HKÜ Kongre ve Kültür Merkezi’nde gerçekleştirilen ve Erasmus programlarını deneyimleyen ya da deneyimleyecek olan öğrenciler ile akademik ve idari personelin katıldığı etkinlik, müzik dinletisi ile başladı. Üniversite tanıtım sunumunun yapılmasının ardından, daha önce Erasmus programlarını deneyimlemiş öğrenciler, kazanımlarını ve tecrübelerini katılımcılarla paylaştılar.

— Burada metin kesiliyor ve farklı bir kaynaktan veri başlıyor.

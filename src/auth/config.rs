//! JWT configuration: signing secrets and TTL policy.
//!
//! Environment:
//!   JWT_SECRET_KEY      - signs access, refresh and service tokens (required)
//!   JWT_ADMIN_KEY       - signs admin tokens, must differ from JWT_SECRET_KEY (required)
//!   JWT_ACCESS_EXPIRES  - access token lifetime in seconds (default: 86400)
//!   JWT_REFRESH_EXPIRES - refresh token lifetime in seconds (default: 604800)

use crate::auth::error::AuthError;
use std::env;
use std::fmt;

/// Admin tokens always live exactly this long
pub const ADMIN_TOKEN_TTL_SECS: i64 = 300;

pub const DEFAULT_ACCESS_TTL_SECS: i64 = 86_400;
pub const DEFAULT_REFRESH_TTL_SECS: i64 = 604_800;

/// Longest lifetime either user token may be configured with (10 years)
pub const MAX_TTL_SECS: i64 = 315_360_000;

/// Immutable signing configuration, built once at startup
#[derive(Clone)]
pub struct JwtConfig {
    secret_key: Vec<u8>,
    admin_key: Vec<u8>,
    access_ttl_secs: i64,
    refresh_ttl_secs: i64,
}

impl JwtConfig {
    pub fn new(
        secret_key: impl Into<Vec<u8>>,
        admin_key: impl Into<Vec<u8>>,
        access_ttl_secs: i64,
        refresh_ttl_secs: i64,
    ) -> Result<Self, AuthError> {
        let secret_key = secret_key.into();
        let admin_key = admin_key.into();

        if secret_key.is_empty() {
            return Err(AuthError::Configuration("JWT_SECRET_KEY is empty".into()));
        }
        if admin_key.is_empty() {
            return Err(AuthError::Configuration("JWT_ADMIN_KEY is empty".into()));
        }
        if secret_key == admin_key {
            return Err(AuthError::Configuration(
                "JWT_ADMIN_KEY must differ from JWT_SECRET_KEY".into(),
            ));
        }
        if access_ttl_secs <= 0 || refresh_ttl_secs <= 0 {
            return Err(AuthError::Configuration("token TTLs must be positive".into()));
        }
        if access_ttl_secs > MAX_TTL_SECS || refresh_ttl_secs > MAX_TTL_SECS {
            return Err(AuthError::Configuration(format!(
                "token TTLs must not exceed {} seconds",
                MAX_TTL_SECS
            )));
        }
        if access_ttl_secs >= refresh_ttl_secs {
            return Err(AuthError::Configuration(
                "access TTL must be shorter than refresh TTL".into(),
            ));
        }

        Ok(Self {
            secret_key,
            admin_key,
            access_ttl_secs,
            refresh_ttl_secs,
        })
    }

    pub fn from_env() -> Result<Self, AuthError> {
        let secret_key = required_var("JWT_SECRET_KEY")?;
        let admin_key = required_var("JWT_ADMIN_KEY")?;
        let access_ttl = ttl_var("JWT_ACCESS_EXPIRES", DEFAULT_ACCESS_TTL_SECS)?;
        let refresh_ttl = ttl_var("JWT_REFRESH_EXPIRES", DEFAULT_REFRESH_TTL_SECS)?;

        Self::new(secret_key, admin_key, access_ttl, refresh_ttl)
    }

    pub fn secret_key(&self) -> &[u8] {
        &self.secret_key
    }

    pub fn admin_key(&self) -> &[u8] {
        &self.admin_key
    }

    pub fn access_ttl_secs(&self) -> i64 {
        self.access_ttl_secs
    }

    pub fn refresh_ttl_secs(&self) -> i64 {
        self.refresh_ttl_secs
    }
}

// Secrets stay out of logs and panic messages
impl fmt::Debug for JwtConfig {
    fn fmt(&self, f: &mut fmt::Formatter<'_>) -> fmt::Result {
        f.debug_struct("JwtConfig")
            .field("secret_key", &"<redacted>")
            .field("admin_key", &"<redacted>")
            .field("access_ttl_secs", &self.access_ttl_secs)
            .field("refresh_ttl_secs", &self.refresh_ttl_secs)
            .finish()
    }
}

fn required_var(name: &str) -> Result<String, AuthError> {
    env::var(name)
        .ok()
        .filter(|v| !v.trim().is_empty())
        .ok_or_else(|| AuthError::Configuration(format!("{} is not set", name)))
}

fn ttl_var(name: &str, default: i64) -> Result<i64, AuthError> {
    match env::var(name) {
        Ok(raw) => raw
            .trim()
            .parse::<i64>()
            .map_err(|_| AuthError::Configuration(format!("{} must be a number of seconds", name))),
        Err(_) => Ok(default),
    }
}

Erasmus programları öğrencilerin kendilerini keşfetmelerini sağlıyor


HKÜ tarafından yürütülen Erasmus projeleri hakkında detaylı bilgilendirmelerin yapıldığı etkinliğin açılışında konuşan Rektör Prof. Dr. Dereli, “AB Türkiye Delegasyonu Başkanı Büyükelçi Nikolaus Meyer-Landrut’un Erasmus Programı’nın 35.’inci yıl kutlamaları çerçevesinde üniversitemizi ziyaretinden ve etkinliğimize katılımından büyük mutluluk duyuyoruz. Yükseköğretimin uluslararasılaşma sürecinin yeni bir aşamaya girdiği dönemi yaşıyoruz. Bu süreçte; uluslararası hareketliliğin (mobiletinin) artırılması, yaygınlaştırılması ve mümkün olduğu kadar bundan herkesin faydalandırılması büyük bir önem arz etmektedir. Erasmus, şüphesiz en popüler programlardan biridir. Yapılan araştırmalar, Erasmus programlarının öğrencilerin yurt dışındaki eğitimleri sırasında ve sonrasında yaşam kalitelerini ve kariyer beklentilerini iyileştirdiğini gösteriyor. Programın yükseköğretimde yenilikçiliği ve sosyal içermeyi teşvik etmesi çok faydalı. Ayrıca hem öğrenim hem staj hareketliliği, daha mutlu bir kariyer ve gelecek için öğrencilerin mezun olduktan sonra ne yapmak istediklerini keşfetmelerini sağlıyor. Öğrencileri Erasmus programlarından etkin olarak faydalanan bir üniversite olarak iş birliğiniz için teşekkür ediyor, Erasmus’un 35.’inci yıldönümünü tebrik ediyorum” dedi.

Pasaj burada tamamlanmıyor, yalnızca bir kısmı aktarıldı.